HABIT VERT PALE EPISODE 4
Dans le lit suivant, cet homme perfusé, las, est opéré de
l'estomac. On lui en a retiré les deux tiers. Il commence à manger :
alimentation liquide, puis bouillies...
- Un cancer ? dit étourdiment Claire à mi-voix.
- Un petit ulcère tout à fait bénin, dit l'interne, le
regard sévère...
Quelques minutes plus tard, il prend Claire par le bras et
l'entraîne dans le couloir :
- Vous apprendrez, ma jeune amie, qu'il est quatre mots que
l'on ne prononce jamais dans une salle de malades : les mots cancer,
tuberculose, mort et morgue...
Claire rougit à nouveau, honteuse de sa bêtise. Elle est
pleine d'admiration pour ces hommes en blanc, de peu ses aînés, qui savent tant
de choses ; ces prêtres au langage ésotérique pour qui un sein est un organe
noble, un pet, la plus importante chose qui puisse arriver...
- Allons, dit l'interne un peu plus tard, pour vous montrer
que je ne vous en veux pas, je vais vous apprendre à faire une injection
intraveineuse... C'est l'heure du calcium du 27.

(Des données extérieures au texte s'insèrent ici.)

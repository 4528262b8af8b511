//! Shared tokio runtime for oracle calls.
//!
//! Oracle requests run on plain threads that block on this runtime, so the
//! Bevy schedule never waits on the network.

use once_cell::sync::Lazy;
use tokio::runtime::{Builder, Runtime};

/// Global runtime for all oracle traffic.
pub static RUNTIME: Lazy<Runtime> = Lazy::new(|| {
    Builder::new_multi_thread()
        .worker_threads(2)
        .thread_name("rain-oracle")
        .enable_all()
        .build()
        .expect("Failed to create tokio runtime")
});
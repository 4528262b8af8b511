//! Main UI panels for the story screen.

use bevy::prelude::*;
use bevy_egui::egui;
use rain_core::{EndingType, Mood};

use crate::state::{ActiveOverlay, AppState, GamePhase};

const ACCENT: egui::Color32 = egui::Color32::from_rgb(120, 255, 240);
const DIM: egui::Color32 = egui::Color32::from_rgb(140, 150, 165);

/// Render the title screen. Returns `true` when the reader quits.
pub fn render_title(
    ctx: &egui::Context,
    app_state: &mut AppState,
    next_phase: &mut NextState<GamePhase>,
) -> bool {
    let mut quit = false;
    egui::CentralPanel::default()
        .frame(egui::Frame::none())
        .show(ctx, |ui| {
            ui.vertical_centered(|ui| {
                ui.add_space(ui.available_height() * 0.25);

                ui.heading(egui::RichText::new("Weeping Rain").size(52.0).color(ACCENT));
                ui.add_space(12.0);
                ui.label(
                    egui::RichText::new("Andromeda is waiting under the awning.")
                        .size(18.0)
                        .italics()
                        .color(DIM),
                );

                ui.add_space(50.0);
                let button_size = egui::vec2(220.0, 40.0);

                if ui
                    .add_sized(button_size, egui::Button::new("Begin"))
                    .clicked()
                {
                    app_state.begin();
                    next_phase.set(GamePhase::Playing);
                }

                ui.add_space(10.0);

                if ui
                    .add_sized(button_size, egui::Button::new("Load"))
                    .on_hover_text("Continue a saved story")
                    .clicked()
                {
                    app_state.toggle_overlay(ActiveOverlay::Slots);
                }

                ui.add_space(10.0);

                if ui
                    .add_sized(button_size, egui::Button::new("Quit"))
                    .clicked()
                {
                    quit = true;
                }

                ui.add_space(40.0);
                let progress = app_state.graph.progress();
                ui.label(
                    egui::RichText::new(format!(
                        "Endings found: {}/{}",
                        progress.normal_unlocked, progress.normal_total
                    ))
                    .color(DIM),
                );
                if progress.reconciliation {
                    ui.label(egui::RichText::new("She found the sun.").italics().color(ACCENT));
                }
            });
        });
    quit
}

/// Render the top bar with scene count, music and menu buttons.
pub fn render_top_bar(ctx: &egui::Context, app_state: &mut AppState) {
    egui::TopBottomPanel::top("top_bar").show(ctx, |ui| {
        ui.horizontal(|ui| {
            ui.label(egui::RichText::new("Weeping Rain").color(ACCENT).strong());
            ui.separator();

            let state = app_state.graph.state();
            ui.label(format!("Scene {}", state.scene_count));
            ui.separator();

            let music = state.music_mode.label();
            let audio_on = state.is_audio_playing;
            if ui
                .button(format!("Music: {music}"))
                .on_hover_text("Cycle the soundtrack (M)")
                .clicked()
            {
                app_state.cycle_music();
            }
            let audio_label = if audio_on { "Sound on" } else { "Sound off" };
            if ui.button(audio_label).clicked() {
                app_state.toggle_audio();
            }

            if let Some(ref status) = app_state.status_message {
                ui.separator();
                ui.label(egui::RichText::new(status).italics().color(DIM));
            }

            ui.with_layout(egui::Layout::right_to_left(egui::Align::Center), |ui| {
                ui.spacing_mut().item_spacing.x = 8.0;
                if ui.button("?").on_hover_text("Help (F1)").clicked() {
                    app_state.toggle_overlay(ActiveOverlay::Help);
                }
                if ui.button("Menu").clicked() {
                    app_state.toggle_overlay(ActiveOverlay::Menu);
                }
                if ui.button("Log").clicked() {
                    app_state.toggle_overlay(ActiveOverlay::Log);
                }
                if ui.button("Save / Load").clicked() {
                    app_state.toggle_overlay(ActiveOverlay::Slots);
                }
            });
        });
    });
}

/// Render the choice buttons, or the continue button on an ending.
pub fn render_choices(ctx: &egui::Context, app_state: &mut AppState) {
    let Some(scene) = app_state.graph.current_scene() else {
        return;
    };
    let busy = app_state.graph.is_busy() || app_state.is_breaching();
    let is_ending = scene.is_ending && scene.ending_type.is_some();
    let choices: Vec<String> = scene.choices.iter().map(|c| c.text.clone()).collect();
    let glitch = scene.mood() == Mood::Glitch;

    egui::TopBottomPanel::bottom("choices")
        .frame(egui::Frame::none().inner_margin(egui::Margin::same(16.0)))
        .show(ctx, |ui| {
            ui.vertical_centered(|ui| {
                if busy {
                    ui.add(egui::Spinner::new());
                    return;
                }

                if is_ending {
                    if ui
                        .add_sized(egui::vec2(220.0, 36.0), egui::Button::new("Continue"))
                        .clicked()
                    {
                        app_state.finish_ending();
                    }
                    return;
                }

                for (index, text) in choices.iter().enumerate() {
                    let mut label = egui::RichText::new(format!("{}. {text}", index + 1));
                    if glitch {
                        label = label.monospace().color(egui::Color32::from_rgb(0, 255, 100));
                    }
                    let button = egui::Button::new(label).min_size(egui::vec2(360.0, 32.0));
                    if ui.add(button).clicked() {
                        app_state.choose(text);
                    }
                    ui.add_space(4.0);
                }
            });
        });
}

/// Render the current narrative with Andromeda's thoughts drifting around it.
pub fn render_narrative(ctx: &egui::Context, app_state: &AppState, time: f64) {
    egui::CentralPanel::default()
        .frame(egui::Frame::none().inner_margin(egui::Margin::same(32.0)))
        .show(ctx, |ui| {
            let Some(scene) = app_state.graph.current_scene() else {
                ui.centered_and_justified(|ui| {
                    ui.label(egui::RichText::new("Listening to the rain...").italics().color(DIM));
                });
                return;
            };

            let glitch = scene.mood() == Mood::Glitch;
            egui::ScrollArea::vertical()
                .stick_to_bottom(true)
                .show(ui, |ui| {
                    ui.set_max_width(720.0_f32.min(ui.available_width()));
                    let mut text = egui::RichText::new(&scene.narrative).size(19.0);
                    if glitch {
                        text = text.monospace().color(egui::Color32::from_rgb(0, 255, 100));
                    }
                    ui.label(text);

                    if let Some(ending) = scene.ending_type.filter(|_| scene.is_ending) {
                        ui.add_space(20.0);
                        ui.label(
                            egui::RichText::new(ending_banner(ending))
                                .size(22.0)
                                .color(ACCENT),
                        );
                    }
                });

            paint_thoughts(ui, &scene.thoughts, time, glitch);
        });
}

fn ending_banner(ending: EndingType) -> String {
    format!("ENDING: {}", ending.title())
}

/// Thoughts float slowly along the edges of the narrative panel.
fn paint_thoughts(ui: &egui::Ui, thoughts: &[String], time: f64, glitch: bool) {
    if thoughts.is_empty() {
        return;
    }
    let rect = ui.max_rect();
    let painter = ui.painter();
    let color = if glitch {
        egui::Color32::from_rgba_unmultiplied(0, 255, 100, 120)
    } else {
        egui::Color32::from_rgba_unmultiplied(200, 215, 235, 90)
    };

    for (i, thought) in thoughts.iter().enumerate() {
        let phase = time * 0.15 + i as f64 * 1.7;
        let left = i % 2 == 0;
        let x = if left {
            rect.left() + 40.0 + (phase.sin() * 20.0) as f32
        } else {
            rect.right() - 40.0 + (phase.cos() * 20.0) as f32
        };
        let y = rect.top() + rect.height() * ((phase * 0.3).sin() as f32 * 0.35 + 0.5);
        let align = if left {
            egui::Align2::LEFT_CENTER
        } else {
            egui::Align2::RIGHT_CENTER
        };
        painter.text(
            egui::pos2(x, y),
            align,
            thought,
            egui::FontId::proportional(14.0),
            color,
        );
    }
}
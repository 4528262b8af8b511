//! Application state and oracle worker integration.
//!
//! [`AppState`] owns the [`SceneGraph`] and drives it directly. Oracle calls
//! run on worker threads and come back over a channel tagged with their
//! ticket, so a reply that arrives after a restart or a load is simply
//! rejected by the graph. Cues produced along the way are queued here and
//! carried out by [`crate::effects::apply_queued_cues`].

use std::sync::mpsc::{channel, Receiver, Sender, TryRecvError};
use std::sync::{Arc, Mutex};

use bevy::prelude::*;
use rain_core::controller::OracleCall;
use rain_core::persist::SlotListing;
use rain_core::{
    generate_or_fallback, Cue, EndingLedger, EndingType, KvStore, NarrativeConfig,
    NarrativeOracle, PersistenceGateway, Scene, SceneGraph, SlotId, Ticket,
};

/// Store shared by the ledger and the save slots.
pub type SharedStore = Arc<dyn KvStore>;

type SceneReply = (Ticket, Scene);

/// Game phase state machine.
#[derive(Debug, Clone, Copy, PartialEq, Eq, Hash, Default, States)]
pub enum GamePhase {
    /// Title screen
    #[default]
    Title,
    /// A story is on screen
    Playing,
    /// The ending card after the player continues past an ending scene
    Ending,
}

/// Active overlay screen.
#[derive(Debug, Clone, Copy, PartialEq, Eq, Default)]
pub enum ActiveOverlay {
    #[default]
    None,
    Menu,
    Slots,
    Log,
    Help,
}

/// A debug unlock waiting out its breach delay.
pub struct PendingBreach {
    ticket: Ticket,
    timer: Timer,
}

/// Main application state resource.
#[derive(Resource)]
pub struct AppState {
    pub graph: SceneGraph<SharedStore>,
    saves: PersistenceGateway<SharedStore>,
    oracle: Arc<dyn NarrativeOracle>,
    reply_tx: Sender<SceneReply>,
    reply_rx: Mutex<Receiver<SceneReply>>,
    cues: Vec<Cue>,
    breach: Option<PendingBreach>,
    /// Current overlay.
    pub overlay: ActiveOverlay,
    /// Status bar message.
    pub status_message: Option<String>,
    /// When the status message was set (for auto-clear).
    pub status_set_time: Option<f64>,
    /// Error message to display.
    pub error_message: Option<String>,
    /// Ending shown on the ending card.
    pub shown_ending: Option<EndingType>,
    /// Slot listing, refreshed whenever the slots overlay opens.
    pub slots: Vec<SlotListing>,
}

impl AppState {
    /// Build the state around `store` and `oracle`.
    pub fn new(
        config: NarrativeConfig,
        store: SharedStore,
        oracle: Arc<dyn NarrativeOracle>,
    ) -> Self {
        let ledger = EndingLedger::open(Arc::clone(&store));
        let saves = PersistenceGateway::new(store);
        let slots = saves.list_slots();
        let (reply_tx, reply_rx) = channel();

        Self {
            graph: SceneGraph::new(config, ledger),
            saves,
            oracle,
            reply_tx,
            reply_rx: Mutex::new(reply_rx),
            cues: Vec::new(),
            breach: None,
            overlay: ActiveOverlay::None,
            status_message: None,
            status_set_time: None,
            error_message: None,
            shown_ending: None,
            slots,
        }
    }

    /// Ask for the opening scene of a new story.
    pub fn begin(&mut self) {
        match self.graph.start() {
            Ok(launch) => {
                self.cues.extend(launch.cues);
                self.dispatch(launch.call);
                self.set_status_persistent("The rain begins...");
            }
            Err(e) => self.error_message = Some(e.to_string()),
        }
    }

    /// Make a choice on the current scene.
    pub fn choose(&mut self, choice: &str) {
        match self.graph.choose(choice) {
            Ok(rain_core::Dispatch::Oracle(call)) => self.dispatch(call),
            Ok(rain_core::Dispatch::Scripted(transition)) => self.cues.extend(transition.cues),
            Err(e) => {
                warn!("choice rejected: {e}");
                self.error_message = Some(e.to_string());
            }
        }
    }

    /// Run `call` on a worker thread; the reply arrives in [`Self::receive_replies`].
    fn dispatch(&self, call: OracleCall) {
        let oracle = Arc::clone(&self.oracle);
        let tx = self.reply_tx.clone();
        std::thread::spawn(move || {
            let scene = crate::runtime::RUNTIME.block_on(generate_or_fallback(&*oracle, &call.request));
            let _ = tx.send((call.ticket, scene));
        });
    }

    /// Feed every finished oracle call into the graph.
    pub fn receive_replies(&mut self) {
        loop {
            let reply = match self.reply_rx.lock() {
                Ok(rx) => rx.try_recv(),
                Err(_) => return,
            };
            match reply {
                Ok((ticket, scene)) => {
                    if let Ok(transition) = self.graph.complete(ticket, scene) {
                        self.cues.extend(transition.cues);
                        self.clear_status();
                    }
                }
                Err(TryRecvError::Empty | TryRecvError::Disconnected) => return,
            }
        }
    }

    /// Unlock every normal ending and break the story after a short delay.
    pub fn debug_unlock(&mut self) {
        let breach = self.graph.trigger_debug_unlock();
        self.cues.extend(breach.cues);
        self.breach = Some(PendingBreach {
            ticket: breach.ticket,
            timer: Timer::new(breach.delay, TimerMode::Once),
        });
        self.overlay = ActiveOverlay::None;
    }

    /// Advance the breach timer and complete the breach when it runs out.
    pub fn tick_breach(&mut self, delta: std::time::Duration) {
        let Some(breach) = &mut self.breach else {
            return;
        };
        if !breach.timer.tick(delta).finished() {
            return;
        }
        let ticket = breach.ticket;
        self.breach = None;
        if let Ok(transition) = self.graph.complete_breach(ticket) {
            self.cues.extend(transition.cues);
        }
    }

    pub fn is_breaching(&self) -> bool {
        self.breach.is_some()
    }

    pub fn finish_ending(&mut self) {
        match self.graph.finish_ending() {
            Ok(cue) => self.cues.push(cue),
            Err(e) => self.error_message = Some(e.to_string()),
        }
    }

    pub fn break_cycle(&mut self) {
        match self.graph.break_cycle() {
            Ok(transition) => {
                self.shown_ending = None;
                self.cues.extend(transition.cues);
            }
            Err(e) => self.error_message = Some(e.to_string()),
        }
    }

    pub fn restart(&mut self) {
        self.breach = None;
        self.shown_ending = None;
        self.cues.extend(self.graph.restart());
    }

    /// Wipe the ledger and every save slot, then restart.
    pub fn hard_reset(&mut self) {
        self.breach = None;
        self.shown_ending = None;
        match self.graph.hard_reset() {
            Ok(cues) => self.cues.extend(cues),
            Err(e) => {
                error!("hard reset failed: {e}");
                self.error_message = Some(format!("Could not erase saved data: {e}"));
            }
        }
        self.refresh_slots();
    }

    pub fn cycle_music(&mut self) {
        let cue = self.graph.cycle_music();
        self.cues.push(cue);
    }

    pub fn toggle_audio(&mut self) {
        self.cues.extend(self.graph.toggle_audio());
    }

    pub fn save(&mut self, slot: SlotId, time: f64) {
        match self.saves.save(slot, self.graph.state()) {
            Ok(saved) => {
                info!("saved to {slot} at scene {}", saved.game_state.scene_count);
                self.set_status(format!("Saved to slot {}", slot.number()), time);
            }
            Err(e) => self.error_message = Some(format!("Save failed: {e}")),
        }
        self.refresh_slots();
    }

    /// Load `slot`. Returns `false` when the slot is empty or unreadable.
    pub fn load(&mut self, slot: SlotId, time: f64) -> bool {
        let Some(state) = self.saves.load(slot) else {
            self.set_status(format!("Slot {} is empty", slot.number()), time);
            return false;
        };
        info!("loaded {slot} at scene {}", state.scene_count);
        self.breach = None;
        self.shown_ending = None;
        self.cues.extend(self.graph.restore(state));
        self.set_status(format!("Loaded slot {}", slot.number()), time);
        self.overlay = ActiveOverlay::None;
        true
    }

    pub fn refresh_slots(&mut self) {
        self.slots = self.saves.list_slots();
    }

    /// Take the cues queued since the last call.
    pub fn take_cues(&mut self) -> Vec<Cue> {
        std::mem::take(&mut self.cues)
    }

    /// Set a status message (with timestamp for auto-clear).
    pub fn set_status(&mut self, message: impl Into<String>, current_time: f64) {
        self.status_message = Some(message.into());
        self.status_set_time = Some(current_time);
    }

    /// Set a status message without timestamp (won't auto-clear).
    pub fn set_status_persistent(&mut self, message: impl Into<String>) {
        self.status_message = Some(message.into());
        self.status_set_time = None;
    }

    pub fn clear_status(&mut self) {
        self.status_message = None;
        self.status_set_time = None;
    }

    /// Toggle an overlay.
    pub fn toggle_overlay(&mut self, overlay: ActiveOverlay) {
        if self.overlay == overlay {
            self.overlay = ActiveOverlay::None;
        } else {
            if overlay == ActiveOverlay::Slots {
                self.refresh_slots();
            }
            self.overlay = overlay;
        }
    }
}

/// System to clear old status messages after 3 seconds.
pub fn clear_old_status(mut app_state: ResMut<AppState>, time: Res<Time>) {
    if let Some(set_time) = app_state.status_set_time {
        let elapsed = time.elapsed_secs_f64() - set_time;
        if elapsed > 3.0 {
            app_state.clear_status();
        }
    }
}

/// System to collect oracle replies and run the breach timer.
pub fn poll_story(mut app_state: ResMut<AppState>, time: Res<Time>) {
    app_state.receive_replies();
    app_state.tick_breach(time.delta());
}
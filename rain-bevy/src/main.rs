//! Weeping Rain - an interactive novel in the rain, narrated by Claude.
//!
//! This application renders the story with Bevy and egui. It features:
//! - Procedural rain that follows the mood of each scene
//! - Noise beds and crossfading music
//! - Three save slots and a persistent record of the endings found
//!
//! Environment:
//! - `ANTHROPIC_API_KEY` enables the narrator; without it every scene is the
//!   fallback scene.
//! - `RAIN_DATA_DIR` is where saves live (default `saves`).
//! - `RAIN_CONFIG` optionally points at a JSON narrative config.

mod audio;
mod effects;
mod rain;
mod runtime;
mod state;
mod ui;

use std::sync::Arc;

use bevy::asset::io::file::FileAssetReader;
use bevy::prelude::*;
use bevy_egui::EguiPlugin;
use rain_core::oracle::UnavailableOracle;
use rain_core::{ClaudeOracle, FileStore, MemoryStore, NarrativeConfig, NarrativeOracle};

use crate::audio::AudioStage;
use crate::rain::RainField;
use crate::state::{AppState, GamePhase, SharedStore};

fn main() {
    // Load .env file if present
    dotenvy::dotenv().ok();

    let mut app = App::new();
    app.add_plugins(DefaultPlugins.set(WindowPlugin {
        primary_window: Some(Window {
            title: "Weeping Rain".into(),
            resolution: (1280., 800.).into(),
            resizable: true,
            ..default()
        }),
        ..default()
    }))
    .add_plugins(EguiPlugin)
    .insert_resource(ClearColor(Color::srgb(0.03, 0.04, 0.06)))
    .init_state::<GamePhase>()
    .init_resource::<RainField>()
    // Startup systems
    .add_systems(Startup, setup);

    audio::register(&mut app);

    app
        // Rain is painted on the background layer before the panels.
        .add_systems(Update, (rain::draw_rain, ui::main_ui_system).chain())
        .add_systems(Update, ui::handle_keyboard_input)
        .add_systems(
            Update,
            (
                state::poll_story,
                effects::apply_queued_cues,
                state::clear_old_status,
            )
                .chain(),
        )
        .run();
}

/// Initial setup system. Runs after logging is up so fallbacks are reported.
fn setup(mut commands: Commands) {
    commands.spawn(Camera2d);

    let config = load_config();
    let store = open_store();
    let oracle = open_oracle(&config);

    commands.insert_resource(AppState::new(config, store, oracle));
    commands.insert_resource(AudioStage::new(
        FileAssetReader::get_base_path().join("assets"),
    ));
}

fn load_config() -> NarrativeConfig {
    let Ok(path) = std::env::var("RAIN_CONFIG") else {
        return NarrativeConfig::new();
    };
    match NarrativeConfig::load(&path) {
        Ok(config) => {
            info!("narrative config loaded from {path}");
            config
        }
        Err(e) => {
            warn!("could not load {path}: {e}; using defaults");
            NarrativeConfig::new()
        }
    }
}

fn open_store() -> SharedStore {
    let dir = std::env::var("RAIN_DATA_DIR").unwrap_or_else(|_| "saves".to_string());
    match FileStore::open(&dir) {
        Ok(store) => {
            info!("saves in {dir}");
            Arc::new(store)
        }
        Err(e) => {
            warn!("could not open {dir}: {e}; progress will not be kept");
            Arc::new(MemoryStore::new())
        }
    }
}

fn open_oracle(config: &NarrativeConfig) -> Arc<dyn NarrativeOracle> {
    match ClaudeOracle::from_env(config.clone()) {
        Ok(oracle) => {
            info!("narrating with {}", oracle.model());
            Arc::new(oracle)
        }
        Err(e) => {
            warn!("narrator unavailable: {e}");
            Arc::new(UnavailableOracle)
        }
    }
}
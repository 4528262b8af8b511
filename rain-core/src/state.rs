//! The aggregate game state that gets saved and restored wholesale.

use crate::meta::MetaPhase;
use crate::scene::Scene;
use serde::{Deserialize, Serialize};
use std::time::{SystemTime, UNIX_EPOCH};

/// One exchange fed back to the oracle as context.
#[derive(Debug, Clone, PartialEq, Eq, Serialize, Deserialize)]
pub struct Turn {
    pub user: String,
    pub model: String,
}

/// Who produced a log entry.
#[derive(Debug, Clone, Copy, PartialEq, Eq, Serialize, Deserialize)]
#[serde(rename_all = "lowercase")]
pub enum Role {
    User,
    Model,
}

/// An entry in the reader-facing log.
#[derive(Debug, Clone, PartialEq, Eq, Serialize, Deserialize)]
pub struct LogEntry {
    pub role: Role,
    pub text: String,
    /// Milliseconds since the Unix epoch.
    pub timestamp: u64,
}

/// Background music selection, cycled by the reader.
#[derive(Debug, Clone, Copy, PartialEq, Eq, Hash, Default, Serialize, Deserialize)]
#[serde(rename_all = "lowercase")]
pub enum MusicMode {
    #[default]
    Piano,
    Lofi,
    Machinery,
    Drone,
    Silence,
}

impl MusicMode {
    /// Cycling order.
    pub const ALL: [MusicMode; 5] = [
        MusicMode::Piano,
        MusicMode::Lofi,
        MusicMode::Machinery,
        MusicMode::Drone,
        MusicMode::Silence,
    ];

    pub fn next(self) -> Self {
        let index = Self::ALL.iter().position(|m| *m == self).unwrap_or(0);
        Self::ALL[(index + 1) % Self::ALL.len()]
    }

    pub fn label(self) -> &'static str {
        match self {
            MusicMode::Piano => "Night",
            MusicMode::Lofi => "Cafe",
            MusicMode::Machinery => "Subway",
            MusicMode::Drone => "Error",
            MusicMode::Silence => "Pure Rain",
        }
    }
}

/// Everything needed to resume a story.
#[derive(Debug, Clone, Default, PartialEq, Serialize, Deserialize)]
pub struct GameState {
    /// Context window source for the oracle.
    pub history: Vec<Turn>,
    /// Full display log, never truncated.
    pub full_log: Vec<LogEntry>,
    pub current_scene: Option<Scene>,
    pub is_loading: bool,
    pub is_audio_playing: bool,
    pub music_mode: MusicMode,
    pub scene_count: u32,
    /// Set while the scripted meta sequence is running.
    #[serde(default)]
    pub meta: Option<MetaPhase>,
}

impl GameState {
    pub fn new() -> Self {
        Self::default()
    }

    /// The most recent `window` turns of history.
    pub fn recent_history(&self, window: usize) -> &[Turn] {
        let start = self.history.len().saturating_sub(window);
        &self.history[start..]
    }

    /// Append an entry to the display log.
    pub fn log(&mut self, role: Role, text: impl Into<String>) {
        self.full_log.push(LogEntry {
            role,
            text: text.into(),
            timestamp: now_millis(),
        });
    }
}

/// Current time in milliseconds since the Unix epoch.
pub fn now_millis() -> u64 {
    SystemTime::now()
        .duration_since(UNIX_EPOCH)
        .map(|d| d.as_millis() as u64)
        .unwrap_or_default()
}

#[cfg(test)]
mod tests {
    use super::*;

    #[test]
    fn test_music_cycle() {
        let mut mode = MusicMode::Piano;
        let mut seen = Vec::new();
        for _ in 0..5 {
            seen.push(mode);
            mode = mode.next();
        }
        assert_eq!(seen, MusicMode::ALL);
        assert_eq!(mode, MusicMode::Piano);
    }

    #[test]
    fn test_recent_history_window() {
        let mut state = GameState::new();
        for i in 0..10 {
            state.history.push(Turn {
                user: format!("u{i}"),
                model: format!("m{i}"),
            });
        }
        let recent = state.recent_history(8);
        assert_eq!(recent.len(), 8);
        assert_eq!(recent[0].user, "u2");
        assert_eq!(state.recent_history(20).len(), 10);
    }

    #[test]
    fn test_old_saves_without_meta_field() {
        let json = serde_json::json!({
            "history": [],
            "full_log": [],
            "current_scene": null,
            "is_loading": false,
            "is_audio_playing": true,
            "music_mode": "lofi",
            "scene_count": 3
        });
        let state: GameState = serde_json::from_value(json).unwrap();
        assert!(state.meta.is_none());
        assert_eq!(state.music_mode, MusicMode::Lofi);
    }
}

Le 27 est âgé et maigre. Opéré de la vieille, il sommeille;
ses bras sont gonflés de veines noueuses, bleutées comme les rivières d'une
carte de géographie.
- Rien de plus facile, elles sont énormes et apparentes.
L'injection est prête, dix millilitres dans cette seringue de verre ; je mets
le garrot, vous désinfectez avec ce coton imbibé d'alcool et vous appuyez d'un
coup sec: Voyez, le sang pénètre aussitôt dans l'aiguille... J'enlève le garrot
et vous injectez avec douceur.
Claire a enfoncé l'aiguille d'un coup sec. Le sang, un petit
nuage noir et floconneux, a pénétré dans le liquide transparent de la seringue.
La jeune fille appuie sur le piston de verre et l'enfonce, lentement. Elle fait
le geste qui soigne, qui guérit ; c'est beau comme d'entrer dans une cathédrale.
Souvent, dans son enfance, elle a assisté aux soins donnés par la religieuse
infirmière du village, soeur Bertrande, qui vivait dans une petite maison près
de l'église et qui allait, cornette au vent, sur sa bicyclette, faire des
injections d'antibiotique ou d'autres médications aux malades. Souvent, appelée
par sa mère, l'enfant a vu la seringue et l'aiguille bouillir dans une
casserole, elle a vu s'enfoncer l'aiguille dans une fesse, dans un bras. A
chaque fois, c'étaient la répulsion, la peur, l'idée de quelque chose qui fait
mal, un petit frisson d'horreur à réprimer. Et aujourd'hui, ce geste simple,
enfoncer l'aiguille, ce geste qui traite, qui guérit. C'est un pacte de
puissance. Oublié, envolé à tout jamais, le frisson d'horreur de son enfance.
Elle fait désormais partie du monde des prêtres en blanc, des magiciens.
L'enchantement persiste tant que s'enfonce le piston. Tout à son rêve, elle
n'entend pas le grand-père qui gémit, elle ne voit pas la veine qui bleuit et
éclate, et cette boule qui se forme sous la peau du bras.
- Arrêtez ! dit l'interne, vous avez traversé la veine. Le
calcium, ça fait mal, vous savez ! D'un geste rapide il a retiré la seringue,
masse le bras douloureux avec une compresse.
- Ce n'est rien grand-père, ce n'est rien...
Claire se mord les lèvres, honteuse de sa bévue ; mais ce
qui importe, c'est qu'elle a agi, agi sur un être humain. Comme Alice à travers
le miroir, elle est passée d'un coup du monde des hommes ordinaires vers celui
des gens qui savent et qui sauvent. Eblouie, elle est entrée en médecine.
Dans le jardin de la Salpêtrière, les arbres dépouillés par
novembre et la chapelle octogonale au toit d'ardoise bleue rappellent un
tableau de Buffet. Un anorak y met une note savoyarde. Claire repart lentement
vers la Faculté : elle a laissé son cœur à l'hôpital.